* **Assignment**: When a line below holds the string "style", show that line.

* **Records for this exercise**:
───

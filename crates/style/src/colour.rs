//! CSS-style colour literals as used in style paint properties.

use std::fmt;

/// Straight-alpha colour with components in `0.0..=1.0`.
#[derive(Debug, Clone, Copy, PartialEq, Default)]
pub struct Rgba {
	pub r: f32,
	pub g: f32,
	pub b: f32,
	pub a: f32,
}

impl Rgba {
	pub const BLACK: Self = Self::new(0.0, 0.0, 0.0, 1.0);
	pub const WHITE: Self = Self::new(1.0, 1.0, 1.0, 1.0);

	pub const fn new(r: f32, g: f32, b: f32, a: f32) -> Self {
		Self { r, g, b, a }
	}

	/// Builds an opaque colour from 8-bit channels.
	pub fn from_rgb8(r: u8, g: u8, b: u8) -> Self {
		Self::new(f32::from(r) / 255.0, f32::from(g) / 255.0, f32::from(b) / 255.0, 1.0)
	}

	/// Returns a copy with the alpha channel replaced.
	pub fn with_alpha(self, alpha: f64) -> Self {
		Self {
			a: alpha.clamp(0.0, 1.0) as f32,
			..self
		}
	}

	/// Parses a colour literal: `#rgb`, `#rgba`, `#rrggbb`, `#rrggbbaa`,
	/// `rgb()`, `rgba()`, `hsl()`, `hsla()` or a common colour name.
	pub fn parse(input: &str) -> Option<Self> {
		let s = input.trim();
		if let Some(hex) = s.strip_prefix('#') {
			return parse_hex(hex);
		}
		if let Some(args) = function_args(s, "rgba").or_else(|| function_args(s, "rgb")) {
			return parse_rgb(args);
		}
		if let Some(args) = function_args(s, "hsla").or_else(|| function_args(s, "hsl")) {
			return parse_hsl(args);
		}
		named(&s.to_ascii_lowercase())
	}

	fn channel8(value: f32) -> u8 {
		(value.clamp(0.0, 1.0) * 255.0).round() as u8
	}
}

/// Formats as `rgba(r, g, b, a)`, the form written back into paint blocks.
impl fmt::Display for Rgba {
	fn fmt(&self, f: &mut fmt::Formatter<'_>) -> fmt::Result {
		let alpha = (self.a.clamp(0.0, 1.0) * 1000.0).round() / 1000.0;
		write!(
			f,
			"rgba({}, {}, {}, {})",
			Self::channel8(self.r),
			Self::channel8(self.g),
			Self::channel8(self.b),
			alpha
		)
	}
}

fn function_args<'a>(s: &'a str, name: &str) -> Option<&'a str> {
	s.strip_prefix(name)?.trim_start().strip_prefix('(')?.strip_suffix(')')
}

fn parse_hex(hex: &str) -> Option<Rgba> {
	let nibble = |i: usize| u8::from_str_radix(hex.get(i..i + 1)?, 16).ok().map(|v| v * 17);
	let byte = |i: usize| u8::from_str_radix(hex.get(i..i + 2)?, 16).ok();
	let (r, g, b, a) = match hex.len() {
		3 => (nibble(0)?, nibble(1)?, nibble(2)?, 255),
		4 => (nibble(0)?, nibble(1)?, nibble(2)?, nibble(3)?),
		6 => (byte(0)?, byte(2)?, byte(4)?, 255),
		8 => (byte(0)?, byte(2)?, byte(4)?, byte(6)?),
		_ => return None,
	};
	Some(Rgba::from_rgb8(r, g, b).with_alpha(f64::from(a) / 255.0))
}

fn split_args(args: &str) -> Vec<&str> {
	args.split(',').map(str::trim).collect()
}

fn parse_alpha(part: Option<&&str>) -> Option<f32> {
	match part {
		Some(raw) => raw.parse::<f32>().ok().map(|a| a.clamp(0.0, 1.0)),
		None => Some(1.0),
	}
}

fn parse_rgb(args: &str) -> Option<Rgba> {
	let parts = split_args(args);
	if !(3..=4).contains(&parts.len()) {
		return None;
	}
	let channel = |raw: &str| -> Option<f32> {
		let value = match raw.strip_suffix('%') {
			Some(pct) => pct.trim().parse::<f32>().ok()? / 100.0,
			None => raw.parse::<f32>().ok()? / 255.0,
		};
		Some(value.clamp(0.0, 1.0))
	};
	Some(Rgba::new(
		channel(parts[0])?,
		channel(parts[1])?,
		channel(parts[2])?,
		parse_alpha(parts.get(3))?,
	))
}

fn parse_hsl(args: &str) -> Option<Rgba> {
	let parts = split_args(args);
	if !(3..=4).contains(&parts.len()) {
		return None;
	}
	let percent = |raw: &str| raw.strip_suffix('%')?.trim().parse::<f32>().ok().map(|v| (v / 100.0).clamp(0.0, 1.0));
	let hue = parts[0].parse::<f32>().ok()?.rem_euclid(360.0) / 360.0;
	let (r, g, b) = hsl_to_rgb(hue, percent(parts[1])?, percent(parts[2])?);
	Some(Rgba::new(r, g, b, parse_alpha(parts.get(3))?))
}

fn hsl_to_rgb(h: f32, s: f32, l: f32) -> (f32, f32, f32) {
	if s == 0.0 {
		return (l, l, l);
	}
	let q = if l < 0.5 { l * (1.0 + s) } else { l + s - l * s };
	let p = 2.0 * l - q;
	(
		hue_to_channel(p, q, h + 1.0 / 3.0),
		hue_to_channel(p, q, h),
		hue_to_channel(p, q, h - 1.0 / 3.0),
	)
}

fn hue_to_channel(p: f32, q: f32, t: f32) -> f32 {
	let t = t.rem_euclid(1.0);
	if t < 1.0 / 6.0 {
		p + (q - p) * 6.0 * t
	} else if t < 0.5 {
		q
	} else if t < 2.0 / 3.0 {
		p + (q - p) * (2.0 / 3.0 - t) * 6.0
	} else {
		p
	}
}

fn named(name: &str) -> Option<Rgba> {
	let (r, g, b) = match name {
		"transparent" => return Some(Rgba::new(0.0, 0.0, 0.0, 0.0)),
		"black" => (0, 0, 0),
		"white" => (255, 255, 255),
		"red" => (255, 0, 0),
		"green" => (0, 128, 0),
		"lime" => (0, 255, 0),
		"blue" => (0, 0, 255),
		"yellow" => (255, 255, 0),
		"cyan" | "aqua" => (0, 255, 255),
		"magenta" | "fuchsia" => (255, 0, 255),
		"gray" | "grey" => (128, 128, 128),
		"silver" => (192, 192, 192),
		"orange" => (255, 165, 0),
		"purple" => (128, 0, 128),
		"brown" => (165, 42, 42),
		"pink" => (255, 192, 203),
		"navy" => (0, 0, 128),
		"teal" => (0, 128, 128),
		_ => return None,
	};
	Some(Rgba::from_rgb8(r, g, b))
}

───

* **Your solution**:
filename crates/style/src/colour.rs
//! CSS-style colour literals as used in style paint properties.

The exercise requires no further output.